Cosa succederà nella fase 2 – e nelle seguenti – se molti adulti saranno chiamati a tornare al lavoro senza scuole, welfare pubblico o privato, e sostegno familiare? 

  • Cosa succederà se, ancora una volta, dimenticheremo che le persone che sono impiegate nel mondo del lavoro  hanno comunque una vita da programmare e organizzare, che tale dimensione garantisce la riproduzione delle condizioni di vita loro e, se e quando ci sono, quelle dei figli e dei genitori anziani in condizioni di debolezza o fragilità?
  • Un piano per le bambine e i bambini, ad esempio, non solo sarebbe il riconoscimento del loro diritto alla socialità e alla conoscenza, ma anche uno dei pezzi fondamentali dell’organizzazione sociale che consente di rimettere in moto non solo l’economia ma la vera vita di chi in questo Paese vive.
  • Il lavoro di cura da sempre è stato lavoro gratuito, soprattutto delle donne, madri di figli piccoli o figlie di genitori anziani, ma anche delle nonne e dei nonni, oggi isolati con maggior asprezza;
  • Il lavoro di cura è stato quello garantito dal sistema di welfare (anch’esso sempre più attaccato dalla logica del profitto)…
  • dal lavoro retribuito che ha consentito di appoggiarsi a migliaia e migliaia di colf, badanti e babysitter spesso straniere e ancor più spesso in nero o senza contratti pienamente regolari e quasi del tutto dimenticate dal Decreto Cura Italia.
  • L’ impegno alla cura –  faticoso, essenziale per le nostre vite e per le nostre relazioni, che occupa tanto tempo prezioso – potrà finalmente essere pensato in termini di piena condivisione fra uomini e donne e di welfare di comunità,  continuando a immaginare come ripensare servizi e luoghi essenziali del welfare pubblico.
  • Altrimenti si alzerà il rischio che, nella difficile ripresa del dopo pandemia, si torni a ignorare la centralità della cura della vita e che le donne siano non solo escluse dal mondo del lavoro esterno ma  portate a rinunciare volontariamente al proprio lavoro:  le donne sono le più qualificate, le meno pagate (in Italia il gender pay gap è pari al 17,8%) e le più soggette al part time involontario. https://www.istat.it/it/archivio/239003
  • E troppe escono dal mondo del lavoro una volta avuto il secondo figlio perché in un’economia di costi-benefici vale la pena che restino a casa, a fronte del fatto che gli aiuti extra familiari costano troppo e che statisticamente il loro compagno guadagna di più.
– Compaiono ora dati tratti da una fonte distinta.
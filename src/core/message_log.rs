//! Append-only record of every frame sent to or received from the device.

use std::path::Path;

use chrono::{DateTime, Local};
use log::info;
use serde::Serialize;

use crate::core::error::{BridgeError, Result};
use crate::utils::ensure_directory_exists;

#[derive(Debug, Clone, Copy, PartialEq, Eq, Serialize)]
#[serde(rename_all = "lowercase")]
pub enum MessageDirection {
    Sent,
    Received,
}

impl MessageDirection {
    fn marker(self) -> char {
        match self {
            MessageDirection::Sent => '>',
            MessageDirection::Received => '<',
        }
    }
}

#[derive(Debug, Clone, Serialize)]
pub struct Message {
    pub direction: MessageDirection,
    pub content: String,
    pub timestamp: DateTime<Local>,
}

#[derive(Debug, Default, Clone)]
pub struct MessageLog {
    messages: Vec<Message>,
}

impl MessageLog {
    pub fn new() -> Self {
        Self::default()
    }

    pub fn record(&mut self, direction: MessageDirection, content: impl Into<String>) {
        self.messages.push(Message {
            direction,
            content: content.into(),
            timestamp: Local::now(),
        });
    }

    pub fn messages(&self) -> &[Message] {
        &self.messages
    }

    pub fn len(&self) -> usize {
        self.messages.len()
    }

    pub fn is_empty(&self) -> bool {
        self.messages.is_empty()
    }

    pub fn clear(&mut self) {
        self.messages.clear();
    }

    /// One line per message: `[HH:MM:SS] > content` for sent, `< content` for received.
    pub fn export_as_text(&self) -> String {
        self.messages
            .iter()
            .map(|message| {
                format!(
                    "[{}] {} {}\n",
                    message.timestamp.format("%H:%M:%S"),
                    message.direction.marker(),
                    message.content
                )
            })
            .collect()
    }

    /// Reads back the `(direction, content)` pairs of an [`export_as_text`](Self::export_as_text) dump.
    pub fn parse_export(text: &str) -> Result<Vec<(MessageDirection, String)>> {
        text.lines()
            .filter(|line| !line.is_empty())
            .map(|line| {
                let malformed = || BridgeError::MalformedFrame(line.to_string());
                let rest = line
                    .strip_prefix('[')
                    .and_then(|l| l.split_once("] "))
                    .map(|(_, rest)| rest)
                    .ok_or_else(malformed)?;
                let mut chars = rest.chars();
                let direction = match chars.next() {
                    Some('>') => MessageDirection::Sent,
                    Some('<') => MessageDirection::Received,
                    _ => return Err(malformed()),
                };
                let content = chars.as_str().strip_prefix(' ').ok_or_else(malformed)?;
                Ok((direction, content.to_string()))
            })
            .collect()
    }

    /// Writes the text export to `path`, creating parent directories.
    pub async fn export_to_file(&self, path: &Path) -> Result<()> {
        if let Some(parent) = path.parent() {
            ensure_directory_exists(parent)
                .await
                .map_err(|e| BridgeError::Io(std::io::Error::other(e.to_string())))?;
        }
        tokio::fs::write(path, self.export_as_text()).await?;
        info!("Exported {} messages to {:?}", self.messages.len(), path);
        Ok(())
    }
}

#[cfg(test)]
mod tests {
    use super::*;

    #[test]
    fn test_export_format() {
        let mut log = MessageLog::new();
        log.record(MessageDirection::Sent, "GET_GPIO_STATE");
        log.record(MessageDirection::Received, "GPIO:2:1");

        let text = log.export_as_text();
        let lines: Vec<&str> = text.lines().collect();
        assert_eq!(lines.len(), 2);
        assert!(lines[0].starts_with('['));
        assert_eq!(&lines[0][9..], "] > GET_GPIO_STATE");
        assert_eq!(&lines[1][9..], "] < GPIO:2:1");
    }

    #[test]
    fn test_export_parses_back_in_order() {
        let recorded = vec![
            (MessageDirection::Sent, "SET_LOGIC:16:AND:32,33:1".to_string()),
            (MessageDirection::Received, "LOGIC:16:AND:32,33:1".to_string()),
            (MessageDirection::Received, "ERROR:Unknown command: X] < Y".to_string()),
            (MessageDirection::Sent, " padded ".to_string()),
        ];
        let mut log = MessageLog::new();
        for (direction, content) in &recorded {
            log.record(*direction, content.clone());
        }

        let parsed = MessageLog::parse_export(&log.export_as_text()).unwrap();
        assert_eq!(parsed, recorded);
    }

    #[test]
    fn test_parse_rejects_foreign_text() {
        assert!(MessageLog::parse_export("hello world").is_err());
        assert!(MessageLog::parse_export("[12:00:00] ? what").is_err());
    }

    #[test]
    fn test_clear() {
        let mut log = MessageLog::new();
        log.record(MessageDirection::Sent, "GET_GPIO_STATE");
        assert_eq!(log.len(), 1);
        log.clear();
        assert!(log.is_empty());
        assert!(log.export_as_text().is_empty());
    }

    #[tokio::test]
    async fn test_export_to_file() {
        let dir = tempfile::tempdir().unwrap();
        let path = dir.path().join("logs").join("session.txt");

        let mut log = MessageLog::new();
        log.record(MessageDirection::Received, "GPIO:33:0");
        log.export_to_file(&path).await.unwrap();

        let written = tokio::fs::read_to_string(&path).await.unwrap();
        assert_eq!(written, log.export_as_text());
    }

    #[test]
    fn test_message_serializes_with_timestamp() {
        let mut log = MessageLog::new();
        log.record(MessageDirection::Received, "GPIO:2:1");

        let json = serde_json::to_value(&log.messages()[0]).unwrap();
        assert_eq!(json["direction"], "received");
        assert_eq!(json["content"], "GPIO:2:1");
        assert!(json["timestamp"].is_string());
    }
}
  • Il lavoro di cura, inoltre, è da sempre in questo Paese una delle sacche del lavoro nero. E proprio in questo momento si potrebbe cogliere l’opportunità per mettere a punto incentivi e detassazioni per l’emersione, così come si sta ipotizzando per il lavoro agricolo affidato spesso a migranti costretti a forme di lavoro servili e senza tutele e diritti.
  • L’Appello per una democrazia della cura contiene importanti analisi e suggerimenti http://www.ingenere.it/articoli/verso-una-democrazia-della-cura e si conclude con queste osservazioni “Si tratta allora, di muoversi verso nuove forme di democrazia, in gran parte da elaborare con un appassionante sforzo collettivo; forme di democrazia in cui la cura – cura delle persone, delle relazioni e dell’ambiente – sia un aspetto cruciale. Questo significa, tra l’altro, ripensare e rivalutare a il lavoro, finora largamente misconosciuto, delle persone che si prendono cura quotidianamente, gratis, dei propri familiari, amici, vicini, sia il lavoro di chi svolge tali attività professionalmente, in qualità di colf, assistenti familiari (badanti), babysitter. Questo significa elaborare nuove sinergie, capaci di superare le contrapposizioni tra pubblico e privato, famiglie e istituzioni in vista di un maggior benessere individuale e collettivo: insomma una vera democrazia della cura”.